Collected data
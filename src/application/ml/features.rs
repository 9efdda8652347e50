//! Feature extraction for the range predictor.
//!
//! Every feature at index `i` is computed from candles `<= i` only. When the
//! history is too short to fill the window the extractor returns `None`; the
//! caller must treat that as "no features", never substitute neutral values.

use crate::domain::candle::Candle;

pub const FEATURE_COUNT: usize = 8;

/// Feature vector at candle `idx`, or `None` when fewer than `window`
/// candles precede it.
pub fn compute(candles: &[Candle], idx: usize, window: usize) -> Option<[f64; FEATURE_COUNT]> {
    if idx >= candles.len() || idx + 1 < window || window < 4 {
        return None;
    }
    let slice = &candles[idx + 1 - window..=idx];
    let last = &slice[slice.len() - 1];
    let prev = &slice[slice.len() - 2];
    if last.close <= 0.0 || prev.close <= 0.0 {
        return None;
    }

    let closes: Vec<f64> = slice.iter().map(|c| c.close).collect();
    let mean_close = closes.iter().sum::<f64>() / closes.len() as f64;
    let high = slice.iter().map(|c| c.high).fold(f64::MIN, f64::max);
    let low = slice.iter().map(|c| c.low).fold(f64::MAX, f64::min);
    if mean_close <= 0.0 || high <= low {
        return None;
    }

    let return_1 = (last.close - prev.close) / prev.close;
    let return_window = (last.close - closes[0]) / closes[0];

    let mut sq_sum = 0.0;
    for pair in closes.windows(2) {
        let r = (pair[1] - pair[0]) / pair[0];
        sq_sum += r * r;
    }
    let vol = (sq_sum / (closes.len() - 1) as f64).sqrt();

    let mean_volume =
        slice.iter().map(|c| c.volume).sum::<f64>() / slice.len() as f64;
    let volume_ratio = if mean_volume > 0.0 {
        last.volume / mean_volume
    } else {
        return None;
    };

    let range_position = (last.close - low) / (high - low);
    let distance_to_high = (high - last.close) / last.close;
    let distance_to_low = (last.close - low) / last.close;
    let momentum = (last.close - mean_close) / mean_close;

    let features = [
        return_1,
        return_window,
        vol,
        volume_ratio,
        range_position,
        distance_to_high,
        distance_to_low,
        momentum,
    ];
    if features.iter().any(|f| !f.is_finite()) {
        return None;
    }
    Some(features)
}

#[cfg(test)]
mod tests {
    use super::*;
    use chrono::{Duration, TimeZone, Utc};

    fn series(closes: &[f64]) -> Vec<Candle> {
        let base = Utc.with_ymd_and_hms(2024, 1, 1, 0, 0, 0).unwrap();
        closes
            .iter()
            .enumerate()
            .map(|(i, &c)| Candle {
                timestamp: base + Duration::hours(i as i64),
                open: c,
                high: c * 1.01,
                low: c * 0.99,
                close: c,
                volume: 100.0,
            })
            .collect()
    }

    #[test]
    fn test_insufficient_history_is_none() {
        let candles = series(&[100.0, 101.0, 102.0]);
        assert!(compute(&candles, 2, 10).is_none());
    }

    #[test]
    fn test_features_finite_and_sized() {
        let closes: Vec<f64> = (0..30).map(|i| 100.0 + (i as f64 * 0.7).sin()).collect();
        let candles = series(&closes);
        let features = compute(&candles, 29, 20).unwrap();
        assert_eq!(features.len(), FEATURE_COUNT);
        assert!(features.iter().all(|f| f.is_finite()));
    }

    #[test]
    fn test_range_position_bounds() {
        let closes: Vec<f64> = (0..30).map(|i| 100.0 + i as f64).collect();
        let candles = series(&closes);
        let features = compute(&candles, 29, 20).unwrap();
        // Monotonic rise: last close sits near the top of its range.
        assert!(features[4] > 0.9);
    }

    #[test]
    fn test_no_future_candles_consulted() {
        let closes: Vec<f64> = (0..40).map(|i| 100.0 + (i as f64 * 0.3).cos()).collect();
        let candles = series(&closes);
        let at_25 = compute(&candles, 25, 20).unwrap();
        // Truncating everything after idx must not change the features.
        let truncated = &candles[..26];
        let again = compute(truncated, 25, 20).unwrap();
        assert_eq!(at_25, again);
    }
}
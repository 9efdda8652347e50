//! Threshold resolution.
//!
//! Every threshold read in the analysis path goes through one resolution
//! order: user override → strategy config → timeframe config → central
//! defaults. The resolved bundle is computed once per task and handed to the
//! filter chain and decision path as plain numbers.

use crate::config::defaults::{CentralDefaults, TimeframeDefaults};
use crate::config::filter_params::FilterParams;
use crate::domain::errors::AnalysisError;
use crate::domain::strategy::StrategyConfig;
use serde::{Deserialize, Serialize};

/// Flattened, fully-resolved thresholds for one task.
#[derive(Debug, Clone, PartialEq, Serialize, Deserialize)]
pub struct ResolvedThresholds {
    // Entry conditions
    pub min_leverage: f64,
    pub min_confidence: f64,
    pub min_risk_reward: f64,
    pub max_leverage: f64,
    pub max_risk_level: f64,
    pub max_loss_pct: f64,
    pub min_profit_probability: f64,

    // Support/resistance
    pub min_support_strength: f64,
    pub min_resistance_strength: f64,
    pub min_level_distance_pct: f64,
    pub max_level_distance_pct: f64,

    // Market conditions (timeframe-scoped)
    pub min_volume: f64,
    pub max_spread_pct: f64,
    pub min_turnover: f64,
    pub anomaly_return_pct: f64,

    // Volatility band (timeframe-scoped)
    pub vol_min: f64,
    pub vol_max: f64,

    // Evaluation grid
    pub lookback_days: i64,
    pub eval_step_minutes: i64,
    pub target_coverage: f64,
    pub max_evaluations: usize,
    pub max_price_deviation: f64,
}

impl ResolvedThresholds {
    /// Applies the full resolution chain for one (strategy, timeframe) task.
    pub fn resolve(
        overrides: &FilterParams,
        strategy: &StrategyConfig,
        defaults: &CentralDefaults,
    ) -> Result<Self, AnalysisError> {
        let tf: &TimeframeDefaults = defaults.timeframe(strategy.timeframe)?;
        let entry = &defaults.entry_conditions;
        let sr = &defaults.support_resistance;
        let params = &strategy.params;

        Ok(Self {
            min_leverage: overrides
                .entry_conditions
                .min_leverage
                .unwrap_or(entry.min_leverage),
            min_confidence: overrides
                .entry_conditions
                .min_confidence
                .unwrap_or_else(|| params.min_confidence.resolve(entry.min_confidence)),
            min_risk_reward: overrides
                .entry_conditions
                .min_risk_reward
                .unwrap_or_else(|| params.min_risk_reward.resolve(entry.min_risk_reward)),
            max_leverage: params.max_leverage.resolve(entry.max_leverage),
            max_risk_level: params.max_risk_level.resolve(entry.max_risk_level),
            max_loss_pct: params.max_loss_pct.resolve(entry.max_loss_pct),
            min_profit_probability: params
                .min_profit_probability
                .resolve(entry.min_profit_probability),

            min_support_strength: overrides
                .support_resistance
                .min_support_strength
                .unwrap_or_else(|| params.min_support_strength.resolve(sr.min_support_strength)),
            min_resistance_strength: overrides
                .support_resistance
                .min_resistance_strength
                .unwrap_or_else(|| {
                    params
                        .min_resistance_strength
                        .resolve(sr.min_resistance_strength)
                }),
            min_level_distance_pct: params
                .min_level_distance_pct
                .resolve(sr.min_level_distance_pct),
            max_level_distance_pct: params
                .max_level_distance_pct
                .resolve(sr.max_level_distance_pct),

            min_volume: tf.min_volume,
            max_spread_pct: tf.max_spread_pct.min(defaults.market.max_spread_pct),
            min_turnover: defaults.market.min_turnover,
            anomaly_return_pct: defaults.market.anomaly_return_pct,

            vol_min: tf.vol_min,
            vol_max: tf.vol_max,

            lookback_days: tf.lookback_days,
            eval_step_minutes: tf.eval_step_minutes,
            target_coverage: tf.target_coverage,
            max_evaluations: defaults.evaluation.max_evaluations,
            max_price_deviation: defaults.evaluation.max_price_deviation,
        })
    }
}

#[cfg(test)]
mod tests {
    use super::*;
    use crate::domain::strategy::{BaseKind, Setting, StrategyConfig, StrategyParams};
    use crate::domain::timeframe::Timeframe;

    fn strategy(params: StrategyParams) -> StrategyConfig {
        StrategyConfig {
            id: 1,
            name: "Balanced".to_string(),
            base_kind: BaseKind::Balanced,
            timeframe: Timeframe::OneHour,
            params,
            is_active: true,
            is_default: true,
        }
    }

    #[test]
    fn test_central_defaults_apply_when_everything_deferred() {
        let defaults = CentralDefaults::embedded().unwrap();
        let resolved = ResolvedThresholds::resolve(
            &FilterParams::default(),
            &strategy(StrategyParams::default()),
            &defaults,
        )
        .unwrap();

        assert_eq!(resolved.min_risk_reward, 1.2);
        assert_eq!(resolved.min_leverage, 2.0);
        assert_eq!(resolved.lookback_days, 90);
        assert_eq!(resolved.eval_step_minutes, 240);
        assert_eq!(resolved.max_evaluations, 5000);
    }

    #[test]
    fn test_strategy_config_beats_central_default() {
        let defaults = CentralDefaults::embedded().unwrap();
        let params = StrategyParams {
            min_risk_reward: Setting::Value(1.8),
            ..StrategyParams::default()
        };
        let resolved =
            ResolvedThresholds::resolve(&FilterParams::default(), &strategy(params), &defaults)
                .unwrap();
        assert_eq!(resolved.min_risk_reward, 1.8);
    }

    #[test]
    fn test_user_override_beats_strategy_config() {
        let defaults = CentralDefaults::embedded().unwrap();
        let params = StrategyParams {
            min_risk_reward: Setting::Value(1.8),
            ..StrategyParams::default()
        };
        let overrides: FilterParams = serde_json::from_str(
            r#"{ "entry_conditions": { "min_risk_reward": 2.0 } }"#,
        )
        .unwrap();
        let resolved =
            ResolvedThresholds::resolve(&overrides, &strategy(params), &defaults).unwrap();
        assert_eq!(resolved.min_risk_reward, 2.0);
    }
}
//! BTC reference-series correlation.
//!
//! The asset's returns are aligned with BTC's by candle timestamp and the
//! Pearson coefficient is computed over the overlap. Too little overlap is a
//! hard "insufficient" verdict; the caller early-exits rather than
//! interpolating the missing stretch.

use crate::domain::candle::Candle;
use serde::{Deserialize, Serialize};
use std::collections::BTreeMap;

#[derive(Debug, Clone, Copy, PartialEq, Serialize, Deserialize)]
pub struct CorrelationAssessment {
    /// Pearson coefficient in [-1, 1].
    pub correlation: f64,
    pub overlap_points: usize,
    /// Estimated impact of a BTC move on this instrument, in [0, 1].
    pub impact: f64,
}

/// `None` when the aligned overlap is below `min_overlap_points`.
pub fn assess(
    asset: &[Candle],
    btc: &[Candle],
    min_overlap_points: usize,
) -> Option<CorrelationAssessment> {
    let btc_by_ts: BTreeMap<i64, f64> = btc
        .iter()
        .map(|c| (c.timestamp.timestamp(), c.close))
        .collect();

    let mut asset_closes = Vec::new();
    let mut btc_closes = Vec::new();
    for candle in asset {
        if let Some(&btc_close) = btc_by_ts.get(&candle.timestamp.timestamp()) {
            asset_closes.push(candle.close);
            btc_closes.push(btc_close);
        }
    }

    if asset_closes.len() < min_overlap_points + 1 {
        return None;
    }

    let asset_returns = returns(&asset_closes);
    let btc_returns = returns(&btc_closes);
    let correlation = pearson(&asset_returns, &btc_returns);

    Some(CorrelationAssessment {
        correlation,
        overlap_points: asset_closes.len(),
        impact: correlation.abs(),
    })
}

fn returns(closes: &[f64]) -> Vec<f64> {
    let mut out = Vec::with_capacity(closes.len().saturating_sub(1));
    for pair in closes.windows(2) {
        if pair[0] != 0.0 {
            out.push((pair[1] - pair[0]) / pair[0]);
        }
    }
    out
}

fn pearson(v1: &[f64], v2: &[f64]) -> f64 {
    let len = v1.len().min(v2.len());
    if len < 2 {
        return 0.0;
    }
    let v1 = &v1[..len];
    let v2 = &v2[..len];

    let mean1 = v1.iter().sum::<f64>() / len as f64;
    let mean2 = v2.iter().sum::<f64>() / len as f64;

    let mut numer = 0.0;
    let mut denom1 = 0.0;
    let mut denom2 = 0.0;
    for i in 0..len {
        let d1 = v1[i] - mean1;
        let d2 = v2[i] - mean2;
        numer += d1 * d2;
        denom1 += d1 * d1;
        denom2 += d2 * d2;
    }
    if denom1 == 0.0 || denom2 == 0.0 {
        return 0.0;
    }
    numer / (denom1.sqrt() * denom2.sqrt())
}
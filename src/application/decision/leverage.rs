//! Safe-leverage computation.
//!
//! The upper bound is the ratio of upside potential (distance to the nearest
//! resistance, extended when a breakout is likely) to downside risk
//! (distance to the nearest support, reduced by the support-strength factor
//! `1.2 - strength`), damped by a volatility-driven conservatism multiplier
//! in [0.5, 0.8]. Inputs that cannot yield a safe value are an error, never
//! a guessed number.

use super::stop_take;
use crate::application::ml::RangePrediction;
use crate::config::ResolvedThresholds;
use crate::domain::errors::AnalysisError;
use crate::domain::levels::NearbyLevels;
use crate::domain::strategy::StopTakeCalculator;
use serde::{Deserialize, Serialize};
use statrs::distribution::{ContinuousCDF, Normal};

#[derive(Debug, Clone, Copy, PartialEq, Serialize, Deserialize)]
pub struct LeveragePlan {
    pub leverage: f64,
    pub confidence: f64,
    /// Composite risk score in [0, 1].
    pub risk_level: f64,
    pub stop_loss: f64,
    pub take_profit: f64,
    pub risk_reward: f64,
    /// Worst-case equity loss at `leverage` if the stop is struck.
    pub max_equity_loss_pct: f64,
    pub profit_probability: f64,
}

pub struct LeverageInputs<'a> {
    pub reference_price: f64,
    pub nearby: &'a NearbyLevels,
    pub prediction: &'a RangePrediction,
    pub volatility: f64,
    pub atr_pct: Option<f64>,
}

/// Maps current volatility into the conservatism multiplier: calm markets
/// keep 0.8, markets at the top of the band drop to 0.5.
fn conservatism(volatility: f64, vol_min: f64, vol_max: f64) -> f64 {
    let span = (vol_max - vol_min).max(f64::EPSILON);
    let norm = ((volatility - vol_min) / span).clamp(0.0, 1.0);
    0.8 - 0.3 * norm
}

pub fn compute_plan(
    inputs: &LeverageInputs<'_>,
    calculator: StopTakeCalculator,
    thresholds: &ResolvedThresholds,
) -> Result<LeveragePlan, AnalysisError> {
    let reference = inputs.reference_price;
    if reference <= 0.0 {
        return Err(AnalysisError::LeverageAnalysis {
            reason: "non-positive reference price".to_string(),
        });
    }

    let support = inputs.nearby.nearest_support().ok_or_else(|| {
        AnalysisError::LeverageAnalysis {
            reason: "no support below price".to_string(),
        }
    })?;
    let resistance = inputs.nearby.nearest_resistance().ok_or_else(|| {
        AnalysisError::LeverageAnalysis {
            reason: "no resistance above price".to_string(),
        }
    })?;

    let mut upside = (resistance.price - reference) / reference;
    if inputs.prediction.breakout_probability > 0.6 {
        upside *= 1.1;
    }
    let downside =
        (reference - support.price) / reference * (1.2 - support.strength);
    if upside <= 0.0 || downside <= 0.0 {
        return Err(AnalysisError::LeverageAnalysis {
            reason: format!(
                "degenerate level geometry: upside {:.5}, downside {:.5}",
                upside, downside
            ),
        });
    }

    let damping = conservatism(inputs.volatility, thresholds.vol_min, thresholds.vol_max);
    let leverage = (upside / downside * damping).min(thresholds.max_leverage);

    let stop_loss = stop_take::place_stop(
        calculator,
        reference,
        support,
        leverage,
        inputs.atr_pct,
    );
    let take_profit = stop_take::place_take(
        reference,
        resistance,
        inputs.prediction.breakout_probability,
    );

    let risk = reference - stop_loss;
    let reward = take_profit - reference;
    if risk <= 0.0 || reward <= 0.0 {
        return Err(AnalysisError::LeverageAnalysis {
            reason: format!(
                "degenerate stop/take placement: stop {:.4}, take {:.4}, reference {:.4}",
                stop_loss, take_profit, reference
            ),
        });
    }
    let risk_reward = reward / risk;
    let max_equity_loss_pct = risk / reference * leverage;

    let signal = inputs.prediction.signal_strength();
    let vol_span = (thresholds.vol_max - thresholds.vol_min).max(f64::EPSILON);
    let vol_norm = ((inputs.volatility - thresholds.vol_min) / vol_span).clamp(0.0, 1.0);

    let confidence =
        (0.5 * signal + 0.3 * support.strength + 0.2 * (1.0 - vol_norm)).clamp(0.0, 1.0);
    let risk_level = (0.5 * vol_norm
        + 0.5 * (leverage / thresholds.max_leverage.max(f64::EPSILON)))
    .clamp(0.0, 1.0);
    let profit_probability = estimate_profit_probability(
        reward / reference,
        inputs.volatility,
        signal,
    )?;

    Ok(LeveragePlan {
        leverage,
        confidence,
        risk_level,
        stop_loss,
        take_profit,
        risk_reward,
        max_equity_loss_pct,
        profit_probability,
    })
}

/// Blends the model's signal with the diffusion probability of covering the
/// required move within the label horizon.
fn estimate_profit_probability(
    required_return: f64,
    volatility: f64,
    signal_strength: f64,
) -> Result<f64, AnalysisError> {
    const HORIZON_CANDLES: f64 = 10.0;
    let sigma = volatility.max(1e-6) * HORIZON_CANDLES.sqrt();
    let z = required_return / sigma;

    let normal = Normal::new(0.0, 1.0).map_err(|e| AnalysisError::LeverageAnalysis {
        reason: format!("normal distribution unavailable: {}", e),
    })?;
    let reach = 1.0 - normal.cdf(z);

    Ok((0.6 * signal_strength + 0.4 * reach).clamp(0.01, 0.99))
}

DIRECTIONS
Scan the data above and copy every line with "band" in it.

EXERCISE OUTPUT
    // Volatility band (timeframe-scoped)
/// keep 0.8, markets at the top of the band drop to 0.5.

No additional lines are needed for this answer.